With the win Everton are in 11th on 28 points, while Brighton are in 14th on 24 points.


3 things we learned

1. Defensive improvement continues: Everton have conceded three goals in their last five PL games and that has been the key to their recent success. Ancelotti hooked off two attacking players for Delph and Coleman and although some Everton fans were not happy it made sense. Everton need to be sensible and if they are, a top 10 finish is very likely.

2. Richarlison’s magic returns: A moment of brilliance from the Brazilian won the game for Everton and is now back to his best. After a run of five games without a goal he’s now scored in back-to-back PL games and aside from his goalscoring he looks hungry.

3. Seagulls sinking: Brighton continue to play well but they have won just once in their last seven games in the Premier League. That is a worry. They just aren’t clinical enough and they face Villa, Bournemouth, Watford and West Ham in their next four games.
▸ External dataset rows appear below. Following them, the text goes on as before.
use std::{
    fmt,
    sync::{
        atomic::{AtomicUsize, Ordering},
        Arc, Mutex,
    },
    thread,
    time::Duration,
};

use rand::Rng;

use crate::{
    banker::Banker,
    config::Strategy,
    fork::{Fork, ForkGuard},
    observer::{Event, EventKind, Observer},
};

// バックオフ時に待つ時間の上限
const MAX_BACKOFF_MICROS: u64 = 1000;

#[derive(Debug, Clone, Copy, PartialEq, Eq)]
pub enum Phase {
    Thinking,
    Hungry, // 箸待ち
    Eating,
    Done,
}

impl fmt::Display for Phase {
    fn fmt(&self, f: &mut fmt::Formatter<'_>) -> fmt::Result {
        let s = match self {
            Phase::Thinking => "thinking",
            Phase::Hungry => "waiting-for-forks",
            Phase::Eating => "eating",
            Phase::Done => "done",
        };
        f.write_str(s)
    }
}

// 外から覗ける席の状態
pub struct SeatState {
    phase: Mutex<Phase>,
    meals: AtomicUsize,
}

impl SeatState {
    pub fn new() -> Self {
        SeatState {
            phase: Mutex::new(Phase::Thinking),
            meals: AtomicUsize::new(0),
        }
    }

    pub fn phase(&self) -> Phase {
        *self.phase.lock().unwrap()
    }

    pub fn meals(&self) -> usize {
        self.meals.load(Ordering::Relaxed)
    }
}

impl Default for SeatState {
    fn default() -> Self {
        SeatState::new()
    }
}

// 箸の取り方と、それに必要な共有物
#[derive(Clone)]
pub enum Protocol {
    Naive,
    Ordered,
    Backoff,
    Arbiter(Banker),
}

impl Protocol {
    pub fn new(strategy: Strategy, n: usize) -> Self {
        match strategy {
            Strategy::Naive => Protocol::Naive,
            Strategy::Ordered => Protocol::Ordered,
            Strategy::Backoff => Protocol::Backoff,
            Strategy::Arbiter => Protocol::Arbiter(Banker::for_ring(n)),
        }
    }

    fn banker(&self) -> Option<&Banker> {
        match self {
            Protocol::Arbiter(banker) => Some(banker),
            _ => None,
        }
    }
}

// 全員で共有する食事のルール
pub struct Context {
    pub meals: usize,
    pub think: Duration,
    pub eat: Duration,
    pub protocol: Protocol,
    pub observer: Arc<dyn Observer>,
}

#[derive(Clone)]
pub struct Philosopher {
    seat: usize,
    left: Arc<Fork>,  // seat 番
    right: Arc<Fork>, // (seat + 1) % n 番
    state: Arc<SeatState>,
}

impl Philosopher {
    pub fn new(seat: usize, left: Arc<Fork>, right: Arc<Fork>, state: Arc<SeatState>) -> Self {
        assert_ne!(left.id(), right.id());
        Philosopher {
            seat,
            left,
            right,
            state,
        }
    }

    pub fn seat(&self) -> usize {
        self.seat
    }

    pub fn left(&self) -> &Fork {
        &self.left
    }

    pub fn right(&self) -> &Fork {
        &self.right
    }

    // 考えて食べるを決められた回数だけ繰り返す
    pub fn dine(&self, ctx: &Context) {
        for meal in 1..=ctx.meals {
            self.think(ctx);
            self.eat(ctx, meal);
        }
        self.enter(ctx, Phase::Done, EventKind::Done);
    }

    fn think(&self, ctx: &Context) {
        self.enter(ctx, Phase::Thinking, EventKind::Thinking);
        thread::sleep(ctx.think);
    }

    fn eat(&self, ctx: &Context, meal: usize) {
        self.enter(ctx, Phase::Hungry, EventKind::Hungry);
        let (left, right) = self.take_forks(ctx);

        self.enter(
            ctx,
            Phase::Eating,
            EventKind::Eating {
                meal,
                of: ctx.meals,
            },
        );
        thread::sleep(ctx.eat);
        self.state.meals.fetch_add(1, Ordering::Relaxed);

        // 右、左の順に置く
        self.put(ctx, right);
        self.put(ctx, left);
        ctx.observer.notify(&self.event(EventKind::Ate));
    }

    // (左, 右) の順で返す
    fn take_forks(&self, ctx: &Context) -> (ForkGuard<'_>, ForkGuard<'_>) {
        match &ctx.protocol {
            // 全員が同時に左を取ると、右を永遠に待つことになる
            Protocol::Naive => {
                let left = self.take(ctx, &self.left);
                let right = self.take(ctx, &self.right);
                (left, right)
            }
            Protocol::Ordered => {
                if self.left.id() < self.right.id() {
                    let left = self.take(ctx, &self.left);
                    let right = self.take(ctx, &self.right);
                    (left, right)
                } else {
                    // 輪の最後の席だけ右 (0 番) が先になる
                    let right = self.take(ctx, &self.right);
                    let left = self.take(ctx, &self.left);
                    (left, right)
                }
            }
            Protocol::Backoff => self.take_with_backoff(ctx),
            Protocol::Arbiter(banker) => {
                // 銀行家が許可した箸は他の誰も持っていないので、すぐ取れる
                banker.take_blocking(self.seat, self.left.id());
                let left = self.take(ctx, &self.left);
                banker.take_blocking(self.seat, self.right.id());
                let right = self.take(ctx, &self.right);
                (left, right)
            }
        }
    }

    fn take_with_backoff(&self, ctx: &Context) -> (ForkGuard<'_>, ForkGuard<'_>) {
        let mut rng = rand::thread_rng();
        loop {
            let left = self.take(ctx, &self.left);
            if let Some(right) = self.right.try_acquire(self.seat) {
                ctx.observer
                    .notify(&self.event(EventKind::Took(self.right.id())));
                return (left, right);
            }

            // 右が取れなかったので左を置いて出直す
            self.put(ctx, left);
            let us = rng.gen_range(0..=MAX_BACKOFF_MICROS);
            thread::sleep(Duration::from_micros(us));
        }
    }

    fn take<'a>(&self, ctx: &Context, fork: &'a Fork) -> ForkGuard<'a> {
        let guard = fork.acquire(self.seat);
        ctx.observer.notify(&self.event(EventKind::Took(fork.id())));
        guard
    }

    fn put(&self, ctx: &Context, guard: ForkGuard<'_>) {
        let id = guard.fork().id();
        ctx.observer.notify(&self.event(EventKind::Put(id)));
        drop(guard);
        if let Some(banker) = ctx.protocol.banker() {
            banker.release(self.seat, id);
        }
    }

    fn enter(&self, ctx: &Context, phase: Phase, kind: EventKind) {
        *self.state.phase.lock().unwrap() = phase;
        ctx.observer.notify(&self.event(kind));
    }

    fn event(&self, kind: EventKind) -> Event {
        Event {
            seat: self.seat,
            kind,
        }
    }
}
use std::{io, sync::Arc, thread};

use libc::SIGUSR1;
use log::debug;
use signal_hook::iterator::Signals;

use crate::table::{Status, Table};

// SIGUSR1 を受け取るたびに食卓の様子を dump に渡す
// 止まってしまった素朴な実行を外から覗くためのもの
pub fn spawn_status_dump<F>(table: Arc<Table>, mut dump: F) -> io::Result<()>
where
    F: FnMut(Status) + Send + 'static,
{
    let mut signals = Signals::new([SIGUSR1])?;
    thread::spawn(move || {
        for sig in signals.forever() {
            debug!("received signal: {:?}", sig);
            dump(table.status());
        }
    });
    Ok(())
}
pub mod banker;
pub mod config;
pub mod error;
pub mod fork;
pub mod observer;
pub mod philosopher;
pub mod signal;
pub mod table;
pub mod watchdog;

pub use config::{Config, Strategy};
pub use error::ConfigError;
pub use table::{Report, Status, Table};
They need some big wins in those games to put them back on track.

Man of the Match: Richarlison – Delivered the moment of quality which won the game and was dangerous throughout.


Brighton started well but there was early VAR controversy as Lewis Dunk appeared to pull back Theo Walcott, but after a review no penalty kick was awarded to the hosts.

Brighton grew into the game as Alireza Jahanbakhsh looked lively but Everton were always looked the most likely to score first.

Richarlison first forced Mat Ryan into a save down low and moments later he put the Toffees 1-0 up.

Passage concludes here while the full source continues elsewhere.